*** Opening of DATA ***

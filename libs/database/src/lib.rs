//! Database library providing MongoDB connectors and utilities
//!
//! # Features
//!
//! - `mongodb` (default) - MongoDB support
//! - `config` - Configuration support with `core_config::FromEnv`
//! - `all` - All features
//!
//! # Example
//!
//! ```ignore
//! use database::mongodb::{self, MongoConfig};
//!
//! let config = MongoConfig::new("mongodb://localhost:27017/it4409");
//! let client = mongodb::connect_from_config(&config).await?;
//! let db = mongodb::database_for(&client, &config);
//! let collection = db.collection::<Document>("users");
//! ```

pub mod common;

#[cfg(feature = "mongodb")]
pub mod mongodb;

pub use common::{DatabaseError, DatabaseResult};
//! JSON body extractor with `{ "error": ... }` rejections.

use crate::errors::AppError;
use axum::extract::{FromRequest, Json, Request};
use serde::de::DeserializeOwned;

/// JSON body extractor.
///
/// Behaves like [`axum::Json`], except that every rejection (missing
/// content type, syntax error, wrong field types) is reported as
/// `400 { "error": ... }`.
pub struct BodyJson<T>(pub T);

impl<T, S> FromRequest<S> for BodyJson<T>
where
    T: DeserializeOwned,
    S: Send + Sync,
{
    type Rejection = AppError;

    async fn from_request(req: Request, state: &S) -> Result<Self, Self::Rejection> {
        let Json(data) = Json::<T>::from_request(req, state).await?;
        Ok(BodyJson(data))
    }
}
use async_trait::async_trait;
use mongodb::bson::{self, oid::ObjectId};
use std::sync::Arc;
use tokio::sync::RwLock;

use crate::error::{UserError, UserResult};
use crate::models::{User, UserFields, UserFilter};

/// Repository trait for User persistence
///
/// Implementations must reject a second user with the same (normalized)
/// email with [`UserError::DuplicateEmail`].
#[cfg_attr(test, mockall::automock)]
#[async_trait]
pub trait UserRepository: Send + Sync {
    /// Insert a new user
    async fn create(&self, fields: UserFields) -> UserResult<User>;

    /// Get a user by id
    async fn find_by_id(&self, id: ObjectId) -> UserResult<Option<User>>;

    /// List users matching the filter, in natural order
    async fn list(&self, filter: UserFilter) -> UserResult<Vec<User>>;

    /// Count users matching the search text, ignoring pagination
    async fn count(&self, search: Option<String>) -> UserResult<u64>;

    /// Replace every mutable field of a user and return the updated record.
    /// `None` when no user has this id.
    async fn replace(&self, id: ObjectId, fields: UserFields) -> UserResult<Option<User>>;

    /// Delete a user; `false` when no user has this id
    async fn delete(&self, id: ObjectId) -> UserResult<bool>;
}

/// In-memory implementation, kept in insertion order.
///
/// Emulates the unique email index and the case-insensitive search of the
/// MongoDB repository.
#[derive(Clone, Default)]
pub struct InMemoryUserRepository {
    users: Arc<RwLock<Vec<User>>>,
}

impl InMemoryUserRepository {
    pub fn new() -> Self {
        Self::default()
    }

    pub async fn len(&self) -> usize {
        self.users.read().await.len()
    }

    pub async fn is_empty(&self) -> bool {
        self.users.read().await.is_empty()
    }

    fn matches(user: &User, search: Option<&str>) -> bool {
        let Some(search) = search else {
            return true;
        };
        let needle = search.to_lowercase();
        [Some(&user.name), Some(&user.email), user.address.as_ref()]
            .into_iter()
            .flatten()
            .any(|field| field.to_lowercase().contains(&needle))
    }
}

#[async_trait]
impl UserRepository for InMemoryUserRepository {
    async fn create(&self, fields: UserFields) -> UserResult<User> {
        let mut users = self.users.write().await;

        if users.iter().any(|u| u.email == fields.email) {
            return Err(UserError::DuplicateEmail(fields.email));
        }

        let user = User::new(fields);
        users.push(user.clone());

        tracing::info!(user_id = %user.id, email = %user.email, "Created user");
        Ok(user)
    }

    async fn find_by_id(&self, id: ObjectId) -> UserResult<Option<User>> {
        let users = self.users.read().await;
        Ok(users.iter().find(|u| u.id == id).cloned())
    }

    async fn list(&self, filter: UserFilter) -> UserResult<Vec<User>> {
        let users = self.users.read().await;
        let skip = usize::try_from(filter.skip).unwrap_or(usize::MAX);
        let limit = usize::try_from(filter.limit).unwrap_or(usize::MAX);

        Ok(users
            .iter()
            .filter(|u| Self::matches(u, filter.search.as_deref()))
            .skip(skip)
            .take(limit)
            .cloned()
            .collect())
    }

    async fn count(&self, search: Option<String>) -> UserResult<u64> {
        let users = self.users.read().await;
        let count = users
            .iter()
            .filter(|u| Self::matches(u, search.as_deref()))
            .count();
        Ok(count as u64)
    }

    async fn replace(&self, id: ObjectId, fields: UserFields) -> UserResult<Option<User>> {
        let mut users = self.users.write().await;

        let Some(index) = users.iter().position(|u| u.id == id) else {
            return Ok(None);
        };
        if users.iter().any(|u| u.id != id && u.email == fields.email) {
            return Err(UserError::DuplicateEmail(fields.email));
        }

        let user = &mut users[index];

        user.name = fields.name;
        user.age = fields.age;
        user.email = fields.email;
        user.address = fields.address;
        user.updated_at = bson::DateTime::now();

        Ok(Some(user.clone()))
    }

    async fn delete(&self, id: ObjectId) -> UserResult<bool> {
        let mut users = self.users.write().await;
        let before = users.len();
        users.retain(|u| u.id != id);
        Ok(users.len() < before)
    }
}
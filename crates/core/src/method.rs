// SPDX-License-Identifier: BUSL-1.1
// Copyright (c) 2026 Alfred Jean LLC

//! Callable device operation (spec §4.6 "Method"). A method validates its
//! arguments against declared [`VType`]s, checks the device is in a state
//! that permits the call, posts the corresponding event, and — for a
//! synchronous caller — waits for the device to settle back into a rest
//! state before returning.

use std::time::Duration;

use indexmap::IndexMap;

use crate::error::{MalcolmError, Result};
use crate::state::DState;
use crate::statemachine::{StateMachineHandle, WaitError};
use crate::value::Value;
use crate::vtype::VType;

/// One named, typed argument a method accepts.
#[derive(Debug, Clone)]
pub struct ArgSpec {
    pub name: String,
    pub vtype: VType,
}

impl ArgSpec {
    pub fn new(name: impl Into<String>, vtype: VType) -> Self {
        Self { name: name.into(), vtype }
    }
}

/// Describes a device method: the event it posts, the states from which it
/// may be called, and the shape of its arguments (spec §4.6 items 1-2).
pub struct MethodDescriptor {
    pub name: String,
    pub event: String,
    pub args: Vec<ArgSpec>,
    guard: Box<dyn Fn(DState) -> bool + Send + Sync>,
    rest_states: Vec<DState>,
}

impl MethodDescriptor {
    /// `guard` decides whether the method may be called from a given
    /// state (spec §3 invariant: "guards are classifier predicates, never
    /// literal state lists"). `rest_states` are the states a synchronous
    /// call waits to settle into.
    pub fn new(
        name: impl Into<String>,
        event: impl Into<String>,
        args: Vec<ArgSpec>,
        guard: impl Fn(DState) -> bool + Send + Sync + 'static,
        rest_states: Vec<DState>,
    ) -> Self {
        Self { name: name.into(), event: event.into(), args, guard: Box::new(guard), rest_states }
    }

    /// Validate `raw` positional/keyword arguments (an object keyed by
    /// argument name) against this method's [`ArgSpec`]s, in declaration
    /// order (spec §3 "ordered map").
    fn validate_args(&self, raw: serde_json::Value) -> Result<IndexMap<String, Value>> {
        let serde_json::Value::Object(mut map) = raw else {
            return Err(MalcolmError::TypeMismatch {
                value: raw.to_string(),
                expected: VType::Table(IndexMap::new()),
            });
        };
        let mut out = IndexMap::with_capacity(self.args.len());
        for spec in &self.args {
            let raw_value = map.remove(&spec.name).unwrap_or(serde_json::Value::Null);
            let validated = spec.vtype.validate(raw_value)?;
            out.insert(spec.name.clone(), validated);
        }
        Ok(out)
    }
}

/// A callable device method bound to a live [`StateMachineHandle`].
pub struct Method {
    descriptor: MethodDescriptor,
    handle: StateMachineHandle,
}

impl Method {
    pub fn new(descriptor: MethodDescriptor, handle: StateMachineHandle) -> Self {
        Self { descriptor, handle }
    }

    pub fn descriptor(&self) -> &MethodDescriptor {
        &self.descriptor
    }

    /// Check the state guard and validate arguments, returning the JSON
    /// payload ready to post. Shared by [`Method::post`] and
    /// [`Method::call_with_timeout`], which differ only in what happens
    /// between validating and posting.
    fn validate_and_guard(&self, args: serde_json::Value) -> Result<serde_json::Value> {
        let current = self.handle.state();
        if !(self.descriptor.guard)(current) {
            return Err(MalcolmError::WrongState {
                method: self.descriptor.name.clone(),
                state: current.to_string(),
            });
        }
        let validated = self.descriptor.validate_args(args)?;
        Ok(serde_json::to_value(&validated).unwrap_or(serde_json::Value::Null))
    }

    /// Validate arguments and guard state, post the method's event, and
    /// return immediately without waiting for the device to settle
    /// (spec §4.6 item 3, the asynchronous caller path).
    pub fn post(&self, args: serde_json::Value) -> Result<()> {
        let payload = self.validate_and_guard(args)?;
        self.handle.post(self.descriptor.event.clone(), payload);
        Ok(())
    }

    /// As [`Method::post`], but waits for the device to settle back into
    /// one of `rest_states` before returning (spec §4.6 item 4, the
    /// synchronous caller path). Surfaces the device's error message as
    /// [`MalcolmError::HandlerFailed`] if it lands in the error state
    /// instead.
    pub async fn call(&self, args: serde_json::Value) -> Result<()> {
        self.call_with_timeout(args, None).await
    }

    /// As [`Method::call`], but fails with [`MalcolmError::Timeout`] if the
    /// device has not settled into a rest state within `timeout` (spec §5:
    /// "an optional device-level `timeout` ... causes `wait_for_transition`
    /// to fail with `Timeout` ... the pending operation is then aborted").
    /// On timeout, `abort` is posted to the device's own queue before
    /// returning — an ordinary event, silently refused if the device has
    /// no `abort` transition registered from its current state.
    ///
    /// Subscribes to the status stream *before* posting the triggering
    /// event, closing the window in which a concurrently running dispatch
    /// task (on another `tokio` worker thread) could broadcast the
    /// terminal status before anything is listening for it.
    pub async fn call_with_timeout(&self, args: serde_json::Value, timeout: Option<Duration>) -> Result<()> {
        let payload = self.validate_and_guard(args)?;
        let mut rx = self.handle.subscribe();
        self.handle.post(self.descriptor.event.clone(), payload);
        match self.handle.wait_for_transition_on(&mut rx, &self.descriptor.rest_states, timeout).await {
            Ok(()) => Ok(()),
            Err(WaitError::Failed(message)) => Err(MalcolmError::HandlerFailed(message)),
            Err(WaitError::TimedOut) => {
                self.handle.post("abort", serde_json::json!({}));
                Err(MalcolmError::Timeout)
            }
        }
    }
}

#[cfg(test)]
#[path = "method_tests.rs"]
mod tests;
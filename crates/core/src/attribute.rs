// SPDX-License-Identifier: BUSL-1.1
// Copyright (c) 2026 Alfred Jean LLC

//! Typed, alarm-bearing, observable value cell owned by exactly one device
//! (spec §3/§4.5 "Attribute").

use std::collections::BTreeSet;
use std::time::{SystemTime, UNIX_EPOCH};

use serde::{Deserialize, Serialize};
use tokio::sync::broadcast;

use crate::alarm::Alarm;
use crate::error::Result;
use crate::value::Value;
use crate::vtype::VType;

/// Monotonic-plus-wall timestamp stamped on every successful attribute
/// write (spec §3 "timestamp: monotonic+wall").
#[derive(Debug, Clone, Copy, PartialEq, Serialize, Deserialize)]
pub struct Timestamp {
    /// Milliseconds since the Unix epoch.
    pub wall_ms: u64,
    /// Monotonic sequence number, incremented on every stamp — breaks ties
    /// when two updates land in the same wall-clock millisecond.
    pub seq: u64,
}

impl Timestamp {
    pub(crate) fn now(seq: u64) -> Self {
        let wall_ms =
            SystemTime::now().duration_since(UNIX_EPOCH).unwrap_or_default().as_millis() as u64;
        Self { wall_ms, seq }
    }
}

/// A change notification delivered to attribute subscribers (spec §3:
/// "Subscribers receive `(new_value, alarm, timestamp)` on every mutation").
#[derive(Debug, Clone)]
pub struct AttributeChange {
    pub value: Value,
    pub alarm: Alarm,
    pub timestamp: Timestamp,
}

/// An optional update field: either "leave unchanged" or a new value.
#[derive(Debug, Clone)]
pub enum Update<T> {
    Unchanged,
    Set(T),
}

impl<T> Default for Update<T> {
    fn default() -> Self {
        Self::Unchanged
    }
}

/// Typed attribute cell. The declared type never changes after
/// construction (spec §3 invariant).
pub struct Attribute {
    vtype: VType,
    descriptor: String,
    value: Value,
    alarm: Alarm,
    timestamp: Timestamp,
    tags: BTreeSet<String>,
    seq: u64,
    changes: broadcast::Sender<AttributeChange>,
}

impl Attribute {
    /// Construct an attribute with its type, descriptor text, and initial
    /// value (which must validate against `vtype`).
    pub fn new(vtype: VType, descriptor: impl Into<String>, initial: serde_json::Value) -> Result<Self> {
        let value = vtype.validate(initial)?;
        let (changes, _rx) = broadcast::channel(64);
        Ok(Self {
            vtype,
            descriptor: descriptor.into(),
            value,
            alarm: Alarm::ok(),
            timestamp: Timestamp::now(0),
            tags: BTreeSet::new(),
            seq: 0,
            changes,
        })
    }

    pub fn vtype(&self) -> &VType {
        &self.vtype
    }

    pub fn descriptor(&self) -> &str {
        &self.descriptor
    }

    pub fn value(&self) -> &Value {
        &self.value
    }

    pub fn alarm(&self) -> &Alarm {
        &self.alarm
    }

    pub fn timestamp(&self) -> Timestamp {
        self.timestamp
    }

    pub fn tags(&self) -> &BTreeSet<String> {
        &self.tags
    }

    pub fn add_tag(&mut self, tag: impl Into<String>) {
        self.tags.insert(tag.into());
    }

    /// Subscribe to future changes. Delivery order matches update order
    /// (spec §5: "Status broadcasts ... observed in the same order by every
    /// subscriber").
    pub fn subscribe(&self) -> broadcast::Receiver<AttributeChange> {
        self.changes.subscribe()
    }

    /// Partial update: validates `value` if supplied, preserves the other
    /// field if not, bumps the timestamp, and fans out to subscribers
    /// (spec §4.5). A failed validation leaves the cell unchanged.
    pub fn update(&mut self, value: Update<serde_json::Value>, alarm: Update<Alarm>) -> Result<()> {
        let new_value = match value {
            Update::Unchanged => None,
            Update::Set(raw) => Some(self.vtype.validate(raw)?),
        };
        if let Some(v) = new_value {
            self.value = v;
        }
        if let Update::Set(a) = alarm {
            self.alarm = a;
        }
        self.seq += 1;
        self.timestamp = Timestamp::now(self.seq);
        let _ = self.changes.send(AttributeChange {
            value: self.value.clone(),
            alarm: self.alarm.clone(),
            timestamp: self.timestamp,
        });
        Ok(())
    }

    /// Convenience: update only the value.
    pub fn set_value(&mut self, value: serde_json::Value) -> Result<()> {
        self.update(Update::Set(value), Update::Unchanged)
    }

    /// Convenience: update only the alarm.
    pub fn set_alarm(&mut self, alarm: Alarm) {
        // Infallible: alarm carries no type to validate against.
        let _ = self.update(Update::Unchanged, Update::Set(alarm));
    }
}

#[cfg(test)]
#[path = "attribute_tests.rs"]
mod tests;
// SPDX-License-Identifier: BUSL-1.1
// Copyright (c) 2026 Alfred Jean LLC

use super::*;
use serde_json::json;

#[test]
fn int_rejects_lossy_narrowing() {
    let err = VType::I8.validate(json!(300)).unwrap_err();
    assert_eq!(err.code(), "TYPE_MISMATCH");
    assert_eq!(VType::I8.validate(json!(120)).unwrap(), Value::I8(120));
}

#[test]
fn int_rejects_fractional_value() {
    assert!(VType::I32.validate(json!(1.5)).is_err());
}

#[test]
fn float_accepts_whole_and_fractional() {
    assert_eq!(VType::F64.validate(json!(1.5)).unwrap(), Value::F64(1.5));
    assert_eq!(VType::F32.validate(json!(2.5)).unwrap(), Value::F32(2.5));
}

#[test]
fn bool_accepts_bool_and_bit() {
    assert_eq!(VType::Bool.validate(json!(true)).unwrap(), Value::Bool(true));
    assert_eq!(VType::Bool.validate(json!(1)).unwrap(), Value::Bool(true));
    assert_eq!(VType::Bool.validate(json!(0)).unwrap(), Value::Bool(false));
    assert!(VType::Bool.validate(json!(2)).is_err());
}

#[test]
fn string_requires_string() {
    assert_eq!(VType::Str.validate(json!("hi")).unwrap(), Value::Str("hi".into()));
    assert!(VType::Str.validate(json!(5)).is_err());
}

#[test]
fn enum_accepts_index_or_label() {
    let vt = VType::Enum(vec!["red".into(), "green".into(), "blue".into()]);
    assert_eq!(
        vt.validate(json!(1)).unwrap(),
        Value::Enum(EnumValue { index: 1, label: "green".into() })
    );
    assert_eq!(
        vt.validate(json!("blue")).unwrap(),
        Value::Enum(EnumValue { index: 2, label: "blue".into() })
    );
    assert!(vt.validate(json!("purple")).is_err());
    assert!(vt.validate(json!(99)).is_err());
}

#[test]
fn enum_validate_is_idempotent() {
    let vt = VType::Enum(vec!["a".into(), "b".into()]);
    let once = vt.validate(json!("b")).unwrap();
    let twice = match &once {
        Value::Enum(e) => vt.validate(json!(e.label.clone())).unwrap(),
        _ => unreachable!(),
    };
    assert_eq!(once, twice);
}

#[test]
fn array_validates_elementwise_from_generic_sequence() {
    let vt = VType::Array(ScalarKind::I32);
    let v = vt.validate(json!([1, 2, 3])).unwrap();
    assert_eq!(v, Value::Array(ArrayValue::I32(vec![1, 2, 3])));
}

#[test]
fn array_rejects_lossy_element() {
    let vt = VType::Array(ScalarKind::I8);
    assert!(vt.validate(json!([1, 2, 1000])).is_err());
}

#[test]
fn table_requires_equal_column_lengths() {
    let mut cols = IndexMap::new();
    cols.insert("x".to_owned(), ScalarKind::F64);
    cols.insert("y".to_owned(), ScalarKind::F64);
    let vt = VType::Table(cols);

    let ok = vt.validate(json!({"x": [1.0, 2.0], "y": [3.0, 4.0]}));
    assert!(ok.is_ok());

    let bad = vt.validate(json!({"x": [1.0, 2.0], "y": [3.0]}));
    assert!(bad.is_err());
}

#[test]
fn device_ref_restricts_to_labels() {
    let vt = VType::DeviceRef(Some(vec!["det1".into(), "det2".into()]));
    assert_eq!(vt.validate(json!("det1")).unwrap(), Value::DeviceRef("det1".into()));
    assert!(vt.validate(json!("unknown")).is_err());

    let open = VType::DeviceRef(None);
    assert_eq!(open.validate(json!("anything")).unwrap(), Value::DeviceRef("anything".into()));
}

struct RegisteredOnly(std::collections::HashSet<&'static str>);

impl DeviceResolver for RegisteredOnly {
    fn resolve(&self, name: &str) -> bool {
        self.0.contains(name)
    }
}

#[test]
fn device_ref_with_resolver_rejects_names_not_currently_registered() {
    let vt = VType::DeviceRef(None);
    let resolver = RegisteredOnly(["det1"].into_iter().collect());

    assert_eq!(
        vt.validate_with_resolver(json!("det1"), Some(&resolver)).unwrap(),
        Value::DeviceRef("det1".into())
    );
    assert!(vt.validate_with_resolver(json!("det2"), Some(&resolver)).is_err());
}

#[test]
fn device_ref_with_resolver_still_honors_the_static_label_list() {
    let vt = VType::DeviceRef(Some(vec!["det1".into()]));
    let resolver = RegisteredOnly(["det1", "det2"].into_iter().collect());

    // "det2" is registered but not on the static allow-list, so it's still
    // rejected: the resolver narrows further, it doesn't widen the labels.
    assert!(vt.validate_with_resolver(json!("det2"), Some(&resolver)).is_err());
}

#[test]
fn schema_includes_name_and_version() {
    let schema = VType::I32.schema();
    assert_eq!(schema["name"], "int");
    assert_eq!(schema["version"], "2");
}

#[test]
fn enum_schema_carries_labels() {
    let vt = VType::Enum(vec!["a".into(), "b".into()]);
    let schema = vt.schema();
    assert_eq!(schema["labels"], json!(["a", "b"]));
}

#[test]
fn equality_is_structural() {
    assert_eq!(VType::Enum(vec!["a".into()]), VType::Enum(vec!["a".into()]));
    assert_ne!(VType::Enum(vec!["a".into()]), VType::Enum(vec!["b".into()]));
    assert_eq!(VType::I32, VType::I32);
    assert_ne!(VType::I32, VType::I64);
}

#[test]
fn validate_is_idempotent_on_accepted_values() {
    // spec §8: VType.validate(validate(x)) == validate(x)
    let vt = VType::F32;
    let once = vt.validate(json!(1.25)).unwrap();
    let as_json = serde_json::to_value(&once).unwrap();
    let twice = vt.validate(as_json).unwrap();
    assert_eq!(once, twice);
}

mod idempotence {
    use proptest::prelude::*;

    use super::*;

    proptest! {
        #[test]
        fn i32_validate_is_idempotent(n: i32) {
            let vt = VType::I32;
            let once = vt.validate(json!(n)).unwrap();
            let twice = vt.validate(serde_json::to_value(&once).unwrap()).unwrap();
            prop_assert_eq!(once, twice);
        }

        #[test]
        fn f64_validate_is_idempotent(n: f64) {
            prop_assume!(n.is_finite());
            let vt = VType::F64;
            let once = vt.validate(json!(n)).unwrap();
            let twice = vt.validate(serde_json::to_value(&once).unwrap()).unwrap();
            prop_assert_eq!(once, twice);
        }

        #[test]
        fn bool_validate_is_idempotent(b: bool) {
            let vt = VType::Bool;
            let once = vt.validate(json!(b)).unwrap();
            let twice = vt.validate(serde_json::to_value(&once).unwrap()).unwrap();
            prop_assert_eq!(once, twice);
        }

        #[test]
        fn str_validate_is_idempotent(s: String) {
            let vt = VType::Str;
            let once = vt.validate(json!(s)).unwrap();
            let twice = vt.validate(serde_json::to_value(&once).unwrap()).unwrap();
            prop_assert_eq!(once, twice);
        }

        #[test]
        fn enum_validate_is_idempotent_by_index(i in 0usize..4) {
            let labels: Vec<String> = vec!["a".into(), "b".into(), "c".into(), "d".into()];
            let vt = VType::Enum(labels);
            let once = vt.validate(json!(i)).unwrap();
            let twice = match &once {
                Value::Enum(e) => vt.validate(json!(e.label.clone())).unwrap(),
                _ => unreachable!(),
            };
            prop_assert_eq!(once, twice);
        }
    }
}
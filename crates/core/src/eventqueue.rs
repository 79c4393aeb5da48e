// SPDX-License-Identifier: BUSL-1.1
// Copyright (c) 2026 Alfred Jean LLC

//! Periodic event source (spec §4.2 "Timer loop"). A device that wants to
//! poll hardware or re-check a condition on a schedule spawns one of these
//! pointed at its own [`StateMachineHandle`]; each tick posts a named event
//! onto the device's queue exactly as a caller would, so a timer-driven
//! transition is indistinguishable from a manually-triggered one.

use std::time::Duration;

use tokio_util::sync::CancellationToken;

use crate::statemachine::StateMachineHandle;

/// A cancellable periodic tick that posts `event` to `target` every
/// `period`. Dropping or [`stop`](TimerLoop::stop)-ing it ends the loop;
/// in-flight ticks are not awaited, matching the owning device's shutdown
/// (spec §9 "teardown does not wait for stragglers").
pub struct TimerLoop {
    token: CancellationToken,
}

impl TimerLoop {
    pub fn spawn(period: Duration, target: StateMachineHandle, event: impl Into<String>) -> Self {
        let event = event.into();
        let token = CancellationToken::new();
        let guard = token.clone();
        tokio::spawn(async move {
            let mut interval = tokio::time::interval(period);
            interval.set_missed_tick_behavior(tokio::time::MissedTickBehavior::Delay);
            loop {
                tokio::select! {
                    _ = guard.cancelled() => break,
                    _ = interval.tick() => {
                        target.post(event.clone(), serde_json::Value::Null);
                    }
                }
            }
        });
        Self { token }
    }

    pub fn stop(&self) {
        self.token.cancel();
    }

    pub fn is_stopped(&self) -> bool {
        self.token.is_cancelled()
    }
}

impl Drop for TimerLoop {
    fn drop(&mut self) {
        self.token.cancel();
    }
}

#[cfg(test)]
#[path = "eventqueue_tests.rs"]
mod tests;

*** Close of DATA ***

= WHAT YOU NEED TO DO =
What is the number of lines in the entries above that contain the word "same"? Answer with that number only.

= RESPONSE FOR THIS EXERCISE =
3